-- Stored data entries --
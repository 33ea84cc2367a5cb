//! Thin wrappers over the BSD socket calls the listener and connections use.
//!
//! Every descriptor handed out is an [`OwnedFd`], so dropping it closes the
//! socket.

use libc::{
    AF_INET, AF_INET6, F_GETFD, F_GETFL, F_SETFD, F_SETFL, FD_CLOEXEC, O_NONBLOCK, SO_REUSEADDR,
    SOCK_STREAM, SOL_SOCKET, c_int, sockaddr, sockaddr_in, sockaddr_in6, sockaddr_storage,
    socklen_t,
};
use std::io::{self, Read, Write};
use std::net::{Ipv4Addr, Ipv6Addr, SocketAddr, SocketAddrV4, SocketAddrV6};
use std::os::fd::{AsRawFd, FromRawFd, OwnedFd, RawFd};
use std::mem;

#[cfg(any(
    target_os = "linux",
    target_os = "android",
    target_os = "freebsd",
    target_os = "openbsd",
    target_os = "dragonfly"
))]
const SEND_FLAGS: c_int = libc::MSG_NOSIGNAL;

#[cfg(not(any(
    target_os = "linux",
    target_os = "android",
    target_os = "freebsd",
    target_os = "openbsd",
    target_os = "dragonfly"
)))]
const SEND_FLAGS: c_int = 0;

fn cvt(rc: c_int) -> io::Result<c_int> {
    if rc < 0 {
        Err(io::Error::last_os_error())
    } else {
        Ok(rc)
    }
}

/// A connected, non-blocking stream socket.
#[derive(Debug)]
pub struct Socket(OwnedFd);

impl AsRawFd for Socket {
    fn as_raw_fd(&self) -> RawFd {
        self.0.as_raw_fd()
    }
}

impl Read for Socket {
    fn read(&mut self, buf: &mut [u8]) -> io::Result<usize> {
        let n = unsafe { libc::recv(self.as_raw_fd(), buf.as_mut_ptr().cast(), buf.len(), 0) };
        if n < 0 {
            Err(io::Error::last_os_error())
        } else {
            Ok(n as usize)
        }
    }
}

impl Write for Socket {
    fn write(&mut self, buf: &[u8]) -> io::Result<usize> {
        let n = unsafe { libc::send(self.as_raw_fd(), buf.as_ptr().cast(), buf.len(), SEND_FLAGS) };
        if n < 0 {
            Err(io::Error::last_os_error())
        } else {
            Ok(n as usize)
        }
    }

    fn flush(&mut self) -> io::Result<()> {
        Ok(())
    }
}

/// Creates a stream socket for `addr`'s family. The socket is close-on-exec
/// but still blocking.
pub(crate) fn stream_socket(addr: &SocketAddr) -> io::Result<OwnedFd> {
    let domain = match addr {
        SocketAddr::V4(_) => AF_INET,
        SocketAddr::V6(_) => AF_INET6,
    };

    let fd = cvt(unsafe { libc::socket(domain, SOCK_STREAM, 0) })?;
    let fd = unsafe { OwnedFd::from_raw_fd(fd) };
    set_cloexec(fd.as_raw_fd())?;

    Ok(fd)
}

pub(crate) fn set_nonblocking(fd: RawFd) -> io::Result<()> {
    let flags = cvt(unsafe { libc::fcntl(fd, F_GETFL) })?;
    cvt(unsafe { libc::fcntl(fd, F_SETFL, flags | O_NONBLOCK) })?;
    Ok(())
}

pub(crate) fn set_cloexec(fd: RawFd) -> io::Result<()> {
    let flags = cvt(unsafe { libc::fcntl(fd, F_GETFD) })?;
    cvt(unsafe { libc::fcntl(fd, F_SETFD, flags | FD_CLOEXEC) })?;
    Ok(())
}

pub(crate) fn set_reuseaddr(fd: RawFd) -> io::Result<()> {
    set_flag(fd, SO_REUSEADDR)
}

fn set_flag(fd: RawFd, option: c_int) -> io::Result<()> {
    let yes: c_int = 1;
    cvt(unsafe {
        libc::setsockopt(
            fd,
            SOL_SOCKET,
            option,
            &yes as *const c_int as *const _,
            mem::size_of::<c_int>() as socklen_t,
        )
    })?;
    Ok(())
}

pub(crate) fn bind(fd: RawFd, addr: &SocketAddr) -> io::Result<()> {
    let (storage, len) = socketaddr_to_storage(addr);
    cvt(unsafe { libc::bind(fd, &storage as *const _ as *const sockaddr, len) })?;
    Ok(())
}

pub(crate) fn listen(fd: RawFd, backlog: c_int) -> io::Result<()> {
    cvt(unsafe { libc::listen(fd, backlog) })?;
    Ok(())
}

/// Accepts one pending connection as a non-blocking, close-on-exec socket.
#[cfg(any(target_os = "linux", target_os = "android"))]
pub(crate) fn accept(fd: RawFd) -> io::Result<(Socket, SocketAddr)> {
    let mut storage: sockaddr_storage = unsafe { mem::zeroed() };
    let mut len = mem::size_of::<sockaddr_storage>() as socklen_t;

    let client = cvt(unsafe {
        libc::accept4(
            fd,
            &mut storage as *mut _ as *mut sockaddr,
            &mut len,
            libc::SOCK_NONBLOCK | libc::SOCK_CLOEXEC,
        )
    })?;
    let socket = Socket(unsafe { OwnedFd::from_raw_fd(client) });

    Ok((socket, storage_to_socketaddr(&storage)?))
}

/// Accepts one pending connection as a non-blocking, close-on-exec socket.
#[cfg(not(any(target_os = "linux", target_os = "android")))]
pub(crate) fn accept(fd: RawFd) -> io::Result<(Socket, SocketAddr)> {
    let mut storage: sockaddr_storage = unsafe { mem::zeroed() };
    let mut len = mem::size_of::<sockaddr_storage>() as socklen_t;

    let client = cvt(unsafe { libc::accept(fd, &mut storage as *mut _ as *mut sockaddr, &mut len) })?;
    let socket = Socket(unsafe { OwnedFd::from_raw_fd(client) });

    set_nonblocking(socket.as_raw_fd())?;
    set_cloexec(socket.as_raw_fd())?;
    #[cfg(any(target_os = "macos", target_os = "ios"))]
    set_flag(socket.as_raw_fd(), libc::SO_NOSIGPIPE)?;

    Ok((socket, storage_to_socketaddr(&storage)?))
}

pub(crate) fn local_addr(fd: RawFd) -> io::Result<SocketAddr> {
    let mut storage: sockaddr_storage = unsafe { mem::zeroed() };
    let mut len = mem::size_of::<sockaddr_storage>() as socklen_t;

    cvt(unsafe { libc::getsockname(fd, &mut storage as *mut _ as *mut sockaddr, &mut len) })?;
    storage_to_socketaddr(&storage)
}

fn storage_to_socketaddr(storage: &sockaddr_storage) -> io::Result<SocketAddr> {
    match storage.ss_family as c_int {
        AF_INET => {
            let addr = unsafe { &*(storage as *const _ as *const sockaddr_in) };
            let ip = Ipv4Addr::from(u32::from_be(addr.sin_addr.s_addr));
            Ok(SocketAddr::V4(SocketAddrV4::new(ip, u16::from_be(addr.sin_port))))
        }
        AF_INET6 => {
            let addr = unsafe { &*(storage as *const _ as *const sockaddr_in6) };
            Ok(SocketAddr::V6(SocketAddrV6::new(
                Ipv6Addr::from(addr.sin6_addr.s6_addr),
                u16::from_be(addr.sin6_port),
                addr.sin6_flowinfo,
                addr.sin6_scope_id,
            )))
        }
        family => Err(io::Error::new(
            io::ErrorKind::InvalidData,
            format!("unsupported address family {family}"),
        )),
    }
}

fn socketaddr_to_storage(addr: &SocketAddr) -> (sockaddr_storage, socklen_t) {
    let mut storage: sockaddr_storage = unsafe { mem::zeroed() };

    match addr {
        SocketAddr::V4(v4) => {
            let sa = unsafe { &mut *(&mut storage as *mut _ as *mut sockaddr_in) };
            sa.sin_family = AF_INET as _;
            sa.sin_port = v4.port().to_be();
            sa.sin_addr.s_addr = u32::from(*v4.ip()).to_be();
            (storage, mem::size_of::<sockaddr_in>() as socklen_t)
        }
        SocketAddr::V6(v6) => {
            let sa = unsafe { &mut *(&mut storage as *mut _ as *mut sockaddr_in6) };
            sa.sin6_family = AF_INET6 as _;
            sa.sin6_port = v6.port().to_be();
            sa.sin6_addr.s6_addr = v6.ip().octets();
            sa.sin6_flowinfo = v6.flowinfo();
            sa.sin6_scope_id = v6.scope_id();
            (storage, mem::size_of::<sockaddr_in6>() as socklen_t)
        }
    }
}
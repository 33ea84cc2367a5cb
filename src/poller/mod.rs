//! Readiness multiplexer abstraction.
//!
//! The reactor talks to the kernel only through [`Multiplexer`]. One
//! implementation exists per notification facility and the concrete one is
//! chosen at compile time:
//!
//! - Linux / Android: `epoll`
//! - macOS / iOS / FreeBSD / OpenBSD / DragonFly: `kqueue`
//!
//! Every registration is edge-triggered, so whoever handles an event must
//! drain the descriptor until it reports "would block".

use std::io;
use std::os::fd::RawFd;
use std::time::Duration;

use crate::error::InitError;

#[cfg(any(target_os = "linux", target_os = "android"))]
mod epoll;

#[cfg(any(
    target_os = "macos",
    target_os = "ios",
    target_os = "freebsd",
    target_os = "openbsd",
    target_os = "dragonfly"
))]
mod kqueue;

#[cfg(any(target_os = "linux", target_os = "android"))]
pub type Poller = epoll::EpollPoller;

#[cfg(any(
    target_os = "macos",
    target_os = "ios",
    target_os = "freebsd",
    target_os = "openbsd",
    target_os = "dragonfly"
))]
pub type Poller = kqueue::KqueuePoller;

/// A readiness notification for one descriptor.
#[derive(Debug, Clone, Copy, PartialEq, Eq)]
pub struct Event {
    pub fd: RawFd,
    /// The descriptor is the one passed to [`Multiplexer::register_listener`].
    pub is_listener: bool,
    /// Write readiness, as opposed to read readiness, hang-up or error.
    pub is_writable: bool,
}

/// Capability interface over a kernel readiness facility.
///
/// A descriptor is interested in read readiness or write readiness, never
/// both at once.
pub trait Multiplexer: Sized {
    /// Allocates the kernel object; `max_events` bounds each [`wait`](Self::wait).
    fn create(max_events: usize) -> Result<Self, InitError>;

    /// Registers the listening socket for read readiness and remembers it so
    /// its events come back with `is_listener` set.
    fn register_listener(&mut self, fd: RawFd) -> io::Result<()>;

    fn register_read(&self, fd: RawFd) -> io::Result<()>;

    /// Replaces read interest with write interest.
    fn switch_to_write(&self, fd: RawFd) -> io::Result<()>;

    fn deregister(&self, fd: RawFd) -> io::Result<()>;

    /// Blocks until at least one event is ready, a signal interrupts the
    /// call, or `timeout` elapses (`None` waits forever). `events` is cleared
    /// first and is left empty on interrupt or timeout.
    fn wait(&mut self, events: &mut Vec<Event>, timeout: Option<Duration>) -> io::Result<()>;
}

-- EXERCISE DIRECTIONS --
All lines in the records that contain "type" are to be copied and returned.

-- RESULT BELOW --
pub type Poller = epoll::EpollPoller;
pub type Poller = kqueue::KqueuePoller;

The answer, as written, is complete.